William Safire’s article “Woman vs. Female” in this past weekend’s NY Times magazine addresses the ways in which ‘woman’ and ‘female’ are used as modifiers for particular professions or public identities. Echoing the sentiment of the woman who wrote me the e-mail, the article cites many women who consider the use of ‘woman’ and ‘female’ modifiers especially antiquated, suggesting that it is “unnatural” for a woman to assume certain roles, much like it was “unnatural” for Elizabeth Blackwell, the first American “Lady Doctor,” to work in hospitals in the mid-1800s or Elizabeth Cohen, the first praciticing female physician in Louisiana.
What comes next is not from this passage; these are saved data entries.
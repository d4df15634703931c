use crate::sim::geom::Vec2;
use crate::sim::world::{EntityId, HarvestNode, NodeId};

#[derive(Debug, Clone, PartialEq)]
pub struct ActiveHarvestState {
    pub node_id: NodeId,
    pub start_ms: f64,
    pub duration_ms: f64,
    /// Where the player stood when the harvest began.
    pub anchor: Vec2,
}

impl ActiveHarvestState {
    pub fn elapsed_ms(&self, now_ms: f64) -> f64 {
        (now_ms - self.start_ms).max(0.0)
    }

    pub fn is_complete(&self, now_ms: f64) -> bool {
        self.elapsed_ms(now_ms) >= self.duration_ms
    }

    pub fn progress(&self, now_ms: f64) -> f32 {
        if self.duration_ms <= 0.0 {
            return 1.0;
        }
        (self.elapsed_ms(now_ms) / self.duration_ms).clamp(0.0, 1.0) as f32
    }

    pub fn has_drifted(&self, position: Vec2, tolerance: f32) -> bool {
        position.distance(self.anchor) > tolerance
    }
}

#[derive(Debug, Clone, Copy, PartialEq)]
pub enum HarvestRejection {
    Cooldown { remaining_ms: f64 },
    Felled,
    Occupied { by: EntityId },
}

/// Local admission check before a begin intent is sent. The authority still
/// has the final word.
pub fn admit(node: &HarvestNode, local: EntityId, now_ms: f64) -> Result<(), HarvestRejection> {
    if let Some(remaining_ms) = node.cooldown_remaining_ms(now_ms) {
        return Err(HarvestRejection::Cooldown { remaining_ms });
    }
    if node.felled {
        return Err(HarvestRejection::Felled);
    }
    match node.occupied_by {
        Some(by) if by != local => Err(HarvestRejection::Occupied { by }),
        _ => Ok(()),
    }
}
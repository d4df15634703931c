pub mod app;
pub mod config;
pub mod sim;

pub use app::{
    run_app, run_app_with_metrics, AppError, Camera2D, DrawLayer, DrawSurface, FrameClock,
    FrameStats, InputAction, LoopConfig, LoopMetricsSnapshot, MetricsHandle, OverlayData,
    RecordingSurface, RenderPipeline, Renderer, Scene, SceneCommand, SurfaceError, Viewport,
    SLOW_FRAME_ENV_VAR,
};
pub use config::{ConfigError, CoreConfig};
pub use sim::geom::{Facing, Rect, Vec2};
pub use sim::interaction::{InteractionState, InteractionTarget, Notification};
pub use sim::net::{InteractTarget, Intent, Outbox, Transport};
pub use sim::predictor::{DirectionKeys, MoveOutcome};
pub use sim::profile::{
    BalanceReply, InMemoryProfileService, ProfileError, ProfileService, RequestTicket,
};
pub use sim::session::{FrameInput, Session, SessionView};
pub use sim::world::{
    AccountId, CollisionMap, EntityClass, EntityId, EquippedItem, HarvestNode, LocalPlayerState,
    LocalReconcile, NodeId, ObjectStates, Pickup, PickupId, RemoteSnapshot, SeatedTable, TableId,
    Teleporter, TeleporterId, Vendor, VendorKind, WorldError, WorldStore,
};

pub const CONFIG_ENV_VAR: &str = "PLAZA_CONFIG";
But in reading Safire’s article, it occurred to me that there is only a small degree of separation between asking the question: “why refer to Nancy Pelosi as the first woman Speaker of the House?” and “why do we need Jewish women’s organizations? Working at the Jewish Women’s Archive makes me realize that Safire’s musings about “woman” vs. “female” vs. no modifier at all, are not about language alone. To me, attaching ‘woman’ to a profession is about positioning women in history, and about sharpening historical memory (or keeping it in check) to remind us that no, women haven’t always been presidents or CEOs, and in today’s world, access to these roles isn’t enough. True, some roles such as professors, doctors, and lawyers have become more normalized for women, and modifiers may no longer be necessary. But “women rabbis” and “women presidents” convey that women’s experiences in these particular roles of leadership are qualitatively different than those of their male counterparts whose gender has always been an inherent part of their defined profession – male has always been the default understanding of a term like rabbi. Wouldn’t it be nice if the obstacles women face in being accepted into these roles could disappear as quickly as we can eliminate a gender-specific adjective? It would.
Hopefully, when old men with beards and black hats no longer conjure up the dominant image of Jewish religious leaders, and when blue suits and red ties no longer represent U.S. presidents, women rabbis can just be rabbis, and women presidents can just be presidents. But I think this will take time.